BEGIN Dataset content

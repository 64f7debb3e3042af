use utoipa::OpenApi;

#[derive(OpenApi)]
#[openapi(
    info(
        title = "Recipe Service API",
        version = "1.0.0",
        description = "REST API for users and their recipes.\n\n**Features:**\n- User registration with unique email\n- Recipe CRUD, each recipe linked to its creating user\n- Deleting a user removes their recipes\n- Filtered recipe report"
    ),
    paths(
        // Health
        crate::api::health::health_check,

        // Users
        crate::api::users::create_user,
        crate::api::users::list_users,
        crate::api::users::get_user,
        crate::api::users::update_user,
        crate::api::users::delete_user,

        // Recipes
        crate::api::recipes::list_recipes,
        crate::api::recipes::get_recipe,
        crate::api::recipes::create_recipe,
        crate::api::recipes::update_recipe,
        crate::api::recipes::delete_recipe,
        crate::api::recipes::recipe_report,
    ),
    components(
        schemas(
            crate::api::health::HealthResponse,
            crate::models::UserRequest,
            crate::models::UserResponse,
            crate::models::RecipeRequest,
            crate::models::RecipeResponse,
            crate::models::ReportResponse,
        )
    ),
    tags(
        (name = "Health", description = "Service and data store status."),
        (name = "Users", description = "User registration and management. Deleting a user also deletes their recipes."),
        (name = "Recipes", description = "Recipe management and the filtered recipe report."),
    )
)]
pub struct ApiDoc;

#[cfg(test)]
mod tests {
    use super::*;

    #[test]
    fn test_openapi_lists_all_routes() {
        let doc = ApiDoc::openapi();
        for path in ["/health", "/users", "/users/{id}", "/recipes", "/recipes/{id}", "/recipes/report"] {
            assert!(doc.paths.paths.contains_key(path), "missing {}", path);
        }
    }
}
// ==================== RECIPE LIFECYCLE ====================
// A recipe may only be created for an existing user. The creator is not
// re-validated on update.

use mongodb::bson::{self, oid::ObjectId};

use crate::{
    models::{Recipe, RecipeRequest},
    store::Store,
    utils::{parse_object_id, AppError},
};

pub async fn create_recipe(store: &dyn Store, request: RecipeRequest) -> Result<Recipe, AppError> {
    let changes = request.into_changes()?;

    let mut tx = store.begin().await?;

    if tx.find_user(&changes.created_by).await?.is_none() {
        tx.abort().await?;
        return Err(AppError::InvalidReference);
    }

    let recipe = Recipe {
        id: ObjectId::new(),
        name: changes.name,
        ingredients: changes.ingredients,
        instructions: changes.instructions,
        created_by: changes.created_by,
        created_at: bson::DateTime::now(),
    };
    tx.insert_recipe(&recipe).await?;
    tx.commit().await?;

    log::info!("✅ Recipe {} created by {}", recipe.id, recipe.created_by);
    Ok(recipe)
}

pub async fn list_recipes(store: &dyn Store) -> Result<Vec<Recipe>, AppError> {
    store.list_recipes().await
}

pub async fn get_recipe(store: &dyn Store, id: &str) -> Result<Recipe, AppError> {
    let id = parse_object_id(id)?;
    store
        .find_recipe(&id)
        .await?
        .ok_or(AppError::NotFound("Recipe"))
}

pub async fn update_recipe(store: &dyn Store, id: &str, request: RecipeRequest) -> Result<Recipe, AppError> {
    let id = parse_object_id(id)?;
    let changes = request.into_changes()?;

    let mut tx = store.begin().await?;

    match tx.update_recipe(&id, &changes).await? {
        Some(recipe) => {
            tx.commit().await?;
            log::info!("✅ Recipe {} updated", recipe.id);
            Ok(recipe)
        }
        None => {
            tx.abort().await?;
            Err(AppError::NotFound("Recipe"))
        }
    }
}

/// Not-found is decided by the delete call's own result.
pub async fn delete_recipe(store: &dyn Store, id: &str) -> Result<(), AppError> {
    let id = parse_object_id(id)?;

    let mut tx = store.begin().await?;

    if !tx.delete_recipe(&id).await? {
        tx.abort().await?;
        return Err(AppError::NotFound("Recipe"));
    }
    tx.commit().await?;

    log::info!("🗑️  Recipe {} deleted", id);
    Ok(())
}
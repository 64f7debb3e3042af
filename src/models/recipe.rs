use chrono::{DateTime, Utc};
use mongodb::bson::{self, oid::ObjectId};
use serde::{Deserialize, Serialize};

use super::require;
use crate::utils::{parse_object_id, AppError};

/// Recipe document as stored in the `recipes` collection
#[derive(Debug, Clone, PartialEq, Serialize, Deserialize)]
#[serde(rename_all = "camelCase")]
pub struct Recipe {
    #[serde(rename = "_id")]
    pub id: ObjectId,
    pub name: String,
    pub ingredients: Vec<String>,
    pub instructions: String,
    /// Back reference to the creating user (lookup only)
    pub created_by: ObjectId,
    pub created_at: bson::DateTime,
}

/// Mutable fields of a recipe, already parsed
#[derive(Debug, Clone, PartialEq)]
pub struct RecipeChanges {
    pub name: String,
    pub ingredients: Vec<String>,
    pub instructions: String,
    pub created_by: ObjectId,
}

/// Body of POST /recipes and PUT /recipes/{id}
#[derive(Debug, Clone, Deserialize, utoipa::ToSchema)]
#[serde(rename_all = "camelCase")]
pub struct RecipeRequest {
    #[serde(default)]
    pub name: String,
    /// Comma-separated ingredient list, e.g. "eggs,milk,flour"
    #[serde(default)]
    pub ingredients: String,
    #[serde(default)]
    pub instructions: String,
    #[serde(default)]
    pub created_by: String,
}

impl RecipeRequest {
    /// Checks required fields and parses the request into stored form.
    pub fn into_changes(self) -> Result<RecipeChanges, AppError> {
        require("name", &self.name)?;
        require("instructions", &self.instructions)?;
        require("createdBy", &self.created_by)?;
        let created_by = parse_object_id(&self.created_by)?;

        Ok(RecipeChanges {
            ingredients: split_ingredients(&self.ingredients),
            name: self.name,
            instructions: self.instructions,
            created_by,
        })
    }
}

/// Splits on every comma. Entries are kept verbatim: no trimming, no dropping of empties.
pub fn split_ingredients(csv: &str) -> Vec<String> {
    csv.split(',').map(str::to_owned).collect()
}

#[derive(Debug, Clone, PartialEq, Serialize, utoipa::ToSchema)]
#[serde(rename_all = "camelCase")]
pub struct RecipeResponse {
    #[serde(rename = "_id")]
    pub id: String,
    pub name: String,
    pub ingredients: Vec<String>,
    pub instructions: String,
    pub created_by: String,
    #[schema(value_type = String, format = DateTime)]
    pub created_at: DateTime<Utc>,
}

impl From<Recipe> for RecipeResponse {
    fn from(r: Recipe) -> Self {
        RecipeResponse {
            id: r.id.to_hex(),
            name: r.name,
            ingredients: r.ingredients,
            instructions: r.instructions,
            created_by: r.created_by.to_hex(),
            created_at: DateTime::from_timestamp_millis(r.created_at.timestamp_millis())
                .unwrap_or_default(),
        }
    }
}
//! Data store contract used by the service layer.
//!
//! Multi-document writes go through a [`Transaction`] obtained from
//! [`Store::begin`]. Changes become visible only on [`Transaction::commit`];
//! dropping a transaction without committing discards them.

pub mod memory;

pub use memory::MemoryStore;

use async_trait::async_trait;
use mongodb::bson::oid::ObjectId;

use crate::models::{Recipe, RecipeChanges, RecipeFilter, User};
use crate::utils::AppError;

#[async_trait]
pub trait Store: Send + Sync {
    /// Short backend name reported by the health endpoint
    fn backend(&self) -> &'static str;

    async fn ping(&self) -> Result<(), AppError>;

    async fn begin(&self) -> Result<Box<dyn Transaction>, AppError>;

    async fn list_users(&self) -> Result<Vec<User>, AppError>;

    async fn find_user(&self, id: &ObjectId) -> Result<Option<User>, AppError>;

    async fn list_recipes(&self) -> Result<Vec<Recipe>, AppError>;

    async fn find_recipe(&self, id: &ObjectId) -> Result<Option<Recipe>, AppError>;

    /// Runs the filter pipeline over the recipes collection.
    async fn aggregate_recipes(&self, filter: &RecipeFilter) -> Result<Vec<Recipe>, AppError>;
}

#[async_trait]
pub trait Transaction: Send {
    async fn find_user(&mut self, id: &ObjectId) -> Result<Option<User>, AppError>;

    async fn find_user_by_email(&mut self, email: &str) -> Result<Option<User>, AppError>;

    /// Fails with `DuplicateEmail` if the store's unique constraint on email is violated.
    async fn insert_user(&mut self, user: &User) -> Result<(), AppError>;

    /// Returns the updated user, or `None` if no user has this id.
    async fn update_user(
        &mut self,
        id: &ObjectId,
        name: &str,
        email: &str,
    ) -> Result<Option<User>, AppError>;

    async fn delete_user(&mut self, id: &ObjectId) -> Result<bool, AppError>;

    async fn insert_recipe(&mut self, recipe: &Recipe) -> Result<(), AppError>;

    async fn update_recipe(
        &mut self,
        id: &ObjectId,
        changes: &RecipeChanges,
    ) -> Result<Option<Recipe>, AppError>;

    async fn delete_recipe(&mut self, id: &ObjectId) -> Result<bool, AppError>;

    /// Removes every recipe whose `createdBy` is `user_id`, returning the count.
    async fn delete_recipes_by_creator(&mut self, user_id: &ObjectId) -> Result<u64, AppError>;

    async fn commit(self: Box<Self>) -> Result<(), AppError>;

    async fn abort(self: Box<Self>) -> Result<(), AppError>;
}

END Dataset content

▸ What needs to be done:
Show every line of the listing containing the string "registration" by copying it.

▸ Solution for this exercise:
        description = "REST API for users and their recipes.\n\n**Features:**\n- User registration with unique email\n- Recipe CRUD, each recipe linked to its creating user\n- Deleting a user removes their recipes\n- Filtered recipe report"
        (name = "Users", description = "User registration and management. Deleting a user also deletes their recipes."),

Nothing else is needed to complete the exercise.